Your response should consist of the data that follows, repeated in full without alteration.

### Given data
· · ·

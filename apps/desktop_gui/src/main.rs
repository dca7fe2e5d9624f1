use std::path::PathBuf;

mod backend_bridge;
mod controller;
mod ui;

use anyhow::{anyhow, Context};
use clap::Parser;
use client_core::config::{load_settings_from, SETTINGS_FILE};
use crossbeam_channel::bounded;
use eframe::egui;
use shared::messages::Locale;
use tracing_subscriber::EnvFilter;

use crate::backend_bridge::commands::BackendCommand;
use crate::controller::events::UiEvent;
use crate::ui::ProductAdminApp;

#[derive(Parser, Debug)]
#[command(about = "Desktop client for browsing and editing products")]
struct Args {
    /// Product API base URL; overrides the settings file and environment.
    #[arg(long)]
    api_url: Option<String>,
    #[arg(long)]
    locale: Option<Locale>,
    #[arg(long, default_value = SETTINGS_FILE)]
    settings: PathBuf,
}

fn main() -> anyhow::Result<()> {
    let filter = EnvFilter::try_from_default_env().unwrap_or_else(|_| EnvFilter::new("info"));
    tracing_subscriber::fmt().with_env_filter(filter).init();
    let args = Args::parse();

    let mut settings = load_settings_from(&args.settings, |key| std::env::var(key).ok())
        .with_context(|| format!("failed to load settings from '{}'", args.settings.display()))?;
    if let Some(api_url) = &args.api_url {
        settings.set_api_base_url(api_url)?;
    }
    if let Some(locale) = args.locale {
        settings.locale = locale;
    }
    let locale = settings.locale;

    let (cmd_tx, cmd_rx) = bounded::<BackendCommand>(256);
    let (ui_tx, ui_rx) = bounded::<UiEvent>(2048);
    backend_bridge::runtime::launch(settings, cmd_rx, ui_tx.clone());

    let options = eframe::NativeOptions {
        viewport: egui::ViewportBuilder::default()
            .with_title("Products")
            .with_inner_size([960.0, 640.0])
            .with_min_inner_size([640.0, 420.0]),
        ..Default::default()
    };
    eframe::run_native(
        "Products",
        options,
        Box::new(move |_cc| Ok(Box::new(ProductAdminApp::new(cmd_tx, ui_rx, ui_tx, locale)))),
    )
    .map_err(|err| anyhow!("desktop gui exited with error: {err}"))
}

· · ·

### Exercise solution
filename apps/desktop_gui/src/main.rs
repository dca7fe2e5d9624f1
use std::path::PathBuf;

mod backend_bridge;
mod controller;
mod ui;

use anyhow::{anyhow, Context};
use clap::Parser;
use client_core::config::{load_settings_from, SETTINGS_FILE};
use crossbeam_channel::bounded;
use eframe::egui;
use shared::messages::Locale;
use tracing_subscriber::EnvFilter;

use crate::backend_bridge::commands::BackendCommand;
use crate::controller::events::UiEvent;
use crate::ui::ProductAdminApp;

#[derive(Parser, Debug)]
#[command(about = "Desktop client for browsing and editing products")]
struct Args {
    /// Product API base URL; overrides the settings file and environment.
    #[arg(long)]
    api_url: Option<String>,
    #[arg(long)]
    locale: Option<Locale>,
    #[arg(long, default_value = SETTINGS_FILE)]
    settings: PathBuf,
}

fn main() -> anyhow::Result<()> {
    let filter = EnvFilter::try_from_default_env().unwrap_or_else(|_| EnvFilter::new("info"));
    tracing_subscriber::fmt().with_env_filter(filter).init();
    let args = Args::parse();

    let mut settings = load_settings_from(&args.settings, |key| std::env::var(key).ok())
        .with_context(|| format!("failed to load settings from '{}'", args.settings.display()))?;
    if let Some(api_url) = &args.api_url {
        settings.set_api_base_url(api_url)?;
    }
    if let Some(locale) = args.locale {
        settings.locale = locale;
    }
    let locale = settings.locale;

    let (cmd_tx, cmd_rx) = bounded::<BackendCommand>(256);
    let (ui_tx, ui_rx) = bounded::<UiEvent>(2048);
    backend_bridge::runtime::launch(settings, cmd_rx, ui_tx.clone());

    let options = eframe::NativeOptions {
        viewport: egui::ViewportBuilder::default()
            .with_title("Products")
            .with_inner_size([960.0, 640.0])
            .with_min_inner_size([640.0, 420.0]),
        ..Default::default()
    };
    eframe::run_native(
        "Products",
        options,
        Box::new(move |_cc| Ok(Box::new(ProductAdminApp::new(cmd_tx, ui_rx, ui_tx, locale)))),
    )
    .map_err(|err| anyhow!("desktop gui exited with error: {err}"))
}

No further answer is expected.